→ **EXERCISE INSTRUCTIONS**:
From the listing below, select every line where the word "EngineHandle" appears.

→ **INPUT DATA**:
- - -
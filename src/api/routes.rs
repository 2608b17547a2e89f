use warp::Filter;

use crate::api::handlers;
use crate::core::service::EngineHandle;

/// CSV 본문 최대 크기
const MAX_BATCH_BODY: u64 = 1024 * 1024;

/// 알고리즘 엔진의 API 라우트 생성
pub fn create_routes(
    handle: EngineHandle,
) -> impl Filter<Extract = impl warp::Reply, Error = warp::Rejection> + Clone {
    // 헬스체크 라우트
    let health = warp::path("health")
        .and(warp::path::end())
        .and(warp::get())
        .and_then(handlers::health_handler);

    // 상태 필터 생성
    let handle_filter = warp::any().map(move || handle.clone());

    // 알고리즘 관리 라우트
    let list = warp::path!("algos")
        .and(warp::get())
        .and(handle_filter.clone())
        .and_then(handlers::list_algos);

    let start = warp::path!("algos")
        .and(warp::post())
        .and(warp::body::json())
        .and(handle_filter.clone())
        .and_then(handlers::start_algo);

    let batch = warp::path!("algos" / "batch")
        .and(warp::post())
        .and(warp::body::content_length_limit(MAX_BATCH_BODY))
        .and(warp::body::bytes())
        .and(handle_filter.clone())
        .and_then(handlers::batch_start);

    let status = warp::path!("algos" / String)
        .and(warp::get())
        .and(handle_filter.clone())
        .and_then(handlers::get_algo);

    let pause = warp::path!("algos" / String / "pause")
        .and(warp::post())
        .and(handle_filter.clone())
        .and_then(handlers::pause_algo);

    let resume = warp::path!("algos" / String / "resume")
        .and(warp::post())
        .and(handle_filter.clone())
        .and_then(handlers::resume_algo);

    let stop = warp::path!("algos" / String / "stop")
        .and(warp::post())
        .and(handle_filter.clone())
        .and_then(handlers::stop_algo);

    // 모든 라우트 결합
    health
        .or(list)
        .or(start)
        .or(batch)
        .or(status)
        .or(pause)
        .or(resume)
        .or(stop)
}
//! TWAP 전략
//!
//! 목표 수량을 `slice_count` 개로 균등 분할하여 `interval` 초마다 한 조각씩 제출

use serde_json::json;
use std::time::Duration;

use crate::error::AlgoError;
use crate::models::algo::AlgoParams;
use crate::models::market_data::TickSnapshot;
use crate::models::order::{ChildOrder, OrderSide, OrderSpec};
use crate::strategies::{ensure_positive, AlgoAction, AlgoContext, AlgoTemplate, RejectCounter, TemplateKind};
use crate::utils::math::qty_is_zero;

/// TWAP 실행 알고리즘
pub struct TwapAlgo {
    /// 분할 간격
    interval: Duration,
    /// 분할 수
    slice_count: u64,
    /// 호가 대비 가격 조정 (공격적인 방향으로 가산)
    price_offset: f64,
    /// 기본 분할 수량 (start 시 계산)
    slice_quantity: f64,
    /// 마지막 분할 이후 누적 실행 시간
    elapsed: Duration,
    /// 제출한 분할 수
    slices_sent: u64,
    rejects: RejectCounter,
}

impl TwapAlgo {
    pub fn from_params(params: &AlgoParams) -> Result<Self, AlgoError> {
        let interval = params.require_f64("interval")?;
        let slice_count = params.require_u64("slice_count")?;
        let price_offset = params.get_f64("price_offset")?.unwrap_or(0.0);

        if !(interval > 0.0 && interval.is_finite()) {
            return Err(AlgoError::ConfigError(format!(
                "interval must be greater than 0, got {}",
                interval
            )));
        }

        Ok(TwapAlgo {
            interval: Duration::from_secs_f64(interval),
            slice_count,
            price_offset,
            slice_quantity: 0.0,
            elapsed: Duration::ZERO,
            slices_sent: 0,
            rejects: RejectCounter::default(),
        })
    }

    fn slice_price(&self, ctx: &AlgoContext<'_>, tick: &TickSnapshot) -> f64 {
        let best = tick.own_price(ctx.side);
        let price = match ctx.side {
            OrderSide::Buy => best + self.price_offset,
            OrderSide::Sell => best - self.price_offset,
        };
        ctx.cap_price(price)
    }

    /// 다음 분할 수량. 마지막 분할은 남은 가용 수량 전체
    fn next_slice_quantity(&self, ctx: &AlgoContext<'_>) -> f64 {
        let available = ctx.available();
        if self.slices_sent + 1 >= self.slice_count {
            available
        } else {
            self.slice_quantity.min(available)
        }
    }
}

impl AlgoTemplate for TwapAlgo {
    fn kind(&self) -> TemplateKind {
        TemplateKind::Twap
    }

    fn on_start(&mut self, ctx: &AlgoContext<'_>) -> Result<(), AlgoError> {
        if self.slice_count == 0 {
            return Err(AlgoError::ConfigError(
                "slice_count must be greater than 0".to_string(),
            ));
        }
        ensure_positive("quantity", ctx.target)?;

        self.slice_quantity = ctx.target / self.slice_count as f64;
        self.elapsed = Duration::ZERO;
        self.slices_sent = 0;
        Ok(())
    }

    fn on_timer(
        &mut self,
        ctx: &AlgoContext<'_>,
        elapsed: Duration,
    ) -> Result<Vec<AlgoAction>, AlgoError> {
        if self.slices_sent >= self.slice_count {
            return Ok(Vec::new());
        }

        self.elapsed += elapsed;
        if self.elapsed < self.interval {
            return Ok(Vec::new());
        }

        // 호가가 없으면 다음 타이머까지 대기 (경과 시간 유지)
        let tick = match ctx.tick {
            Some(tick) if tick.has_quotes() => tick,
            _ => return Ok(Vec::new()),
        };

        self.elapsed -= self.interval;

        let quantity = self.next_slice_quantity(ctx);
        self.slices_sent += 1;

        if qty_is_zero(quantity) {
            log::debug!("{}: 가용 수량 없음, 분할 {} 건너뜀", ctx.algo_id, self.slices_sent);
            return Ok(Vec::new());
        }

        let price = self.slice_price(ctx, tick);
        log::debug!(
            "{}: TWAP 분할 {}/{} - {}@{}",
            ctx.algo_id,
            self.slices_sent,
            self.slice_count,
            quantity,
            price
        );

        Ok(vec![AlgoAction::Submit(OrderSpec::limit(price, quantity))])
    }

    fn on_order_update(
        &mut self,
        ctx: &AlgoContext<'_>,
        order: &ChildOrder,
    ) -> Result<Vec<AlgoAction>, AlgoError> {
        self.rejects.observe(ctx.algo_id, order)?;
        Ok(Vec::new())
    }

    fn variables(&self) -> serde_json::Value {
        json!({
            "slice_quantity": self.slice_quantity,
            "slices_sent": self.slices_sent,
            "slice_count": self.slice_count,
            "elapsed_secs": self.elapsed.as_secs_f64(),
        })
    }
}

#[cfg(test)]
mod tests {
    use super::*;
    use crate::models::algo::AlgoId;
    use crate::strategies::test_support::context;

    fn params() -> AlgoParams {
        AlgoParams::new().with("interval", 60).with("slice_count", 5)
    }

    #[test]
    fn test_twap_slices_on_interval() {
        let algo = AlgoId::from("TWAP_1");
        let tick = TickSnapshot::new("XYZ", 10.0, 10.1, 10.05, 0);
        let mut twap = TwapAlgo::from_params(&params()).unwrap();

        let ctx = context(&algo, 100.0, 0.0, Some(&tick), &[]);
        twap.on_start(&ctx).unwrap();

        // 간격 이전에는 주문 없음
        let actions = twap.on_timer(&ctx, Duration::from_secs(59)).unwrap();
        assert!(actions.is_empty());

        let actions = twap.on_timer(&ctx, Duration::from_secs(1)).unwrap();
        assert_eq!(actions, vec![AlgoAction::Submit(OrderSpec::limit(10.0, 20.0))]);

        // 같은 간격 안에서는 다시 제출하지 않음
        let ctx = context(&algo, 100.0, 20.0, Some(&tick), &[]);
        let actions = twap.on_timer(&ctx, Duration::from_secs(30)).unwrap();
        assert!(actions.is_empty());
    }

    #[test]
    fn test_twap_waits_for_tick() {
        let algo = AlgoId::from("TWAP_1");
        let mut twap = TwapAlgo::from_params(&params()).unwrap();
        let ctx = context(&algo, 100.0, 0.0, None, &[]);
        twap.on_start(&ctx).unwrap();

        assert!(twap.on_timer(&ctx, Duration::from_secs(60)).unwrap().is_empty());

        let tick = TickSnapshot::new("XYZ", 10.0, 10.1, 10.05, 0);
        let ctx = context(&algo, 100.0, 0.0, Some(&tick), &[]);
        let actions = twap.on_timer(&ctx, Duration::from_secs(1)).unwrap();
        assert_eq!(actions.len(), 1);
    }

    #[test]
    fn test_twap_last_slice_takes_remainder() {
        let algo = AlgoId::from("TWAP_1");
        let tick = TickSnapshot::new("XYZ", 10.0, 10.1, 10.05, 0);
        let params = AlgoParams::new()
            .with("interval", 1)
            .with("slice_count", 3)
            .with("price_offset", 0.02);
        let mut twap = TwapAlgo::from_params(&params).unwrap();
        let ctx = context(&algo, 10.0, 0.0, Some(&tick), &[]);
        twap.on_start(&ctx).unwrap();

        twap.on_timer(&ctx, Duration::from_secs(1)).unwrap();
        let ctx = context(&algo, 10.0, 3.0, Some(&tick), &[]);
        twap.on_timer(&ctx, Duration::from_secs(1)).unwrap();

        let ctx = context(&algo, 10.0, 6.0, Some(&tick), &[]);
        let actions = twap.on_timer(&ctx, Duration::from_secs(1)).unwrap();
        match &actions[0] {
            AlgoAction::Submit(spec) => {
                assert!((spec.quantity - 4.0).abs() < 1e-9);
                assert!((spec.price - 10.02).abs() < 1e-9);
            }
            other => panic!("unexpected action {:?}", other),
        }

        // 모든 분할 제출 후에는 더 이상 주문 없음
        assert!(twap.on_timer(&ctx, Duration::from_secs(5)).unwrap().is_empty());
    }

    #[test]
    fn test_twap_rejects_invalid_params() {
        let algo = AlgoId::from("TWAP_1");
        let ctx = context(&algo, 100.0, 0.0, None, &[]);

        assert!(TwapAlgo::from_params(&AlgoParams::new().with("slice_count", 5)).is_err());
        assert!(TwapAlgo::from_params(&AlgoParams::new().with("interval", 0).with("slice_count", 5)).is_err());

        let mut twap =
            TwapAlgo::from_params(&AlgoParams::new().with("interval", 60).with("slice_count", 0)).unwrap();
        assert!(matches!(twap.on_start(&ctx), Err(AlgoError::ConfigError(_))));
    }
}
//! 공용 유틸리티
//!
//! 로깅, 수량 계산, 시간 함수 제공

pub mod logging;
pub mod math;

use chrono::Utc;

/// 현재 시간을 타임스탬프(밀리초)로 반환
pub fn current_timestamp_ms() -> i64 {
  Utc::now().timestamp_millis()
}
- - -
→ **ANSWER TO THIS PROBLEM**:
use crate::core::service::EngineHandle;
    handle: EngineHandle,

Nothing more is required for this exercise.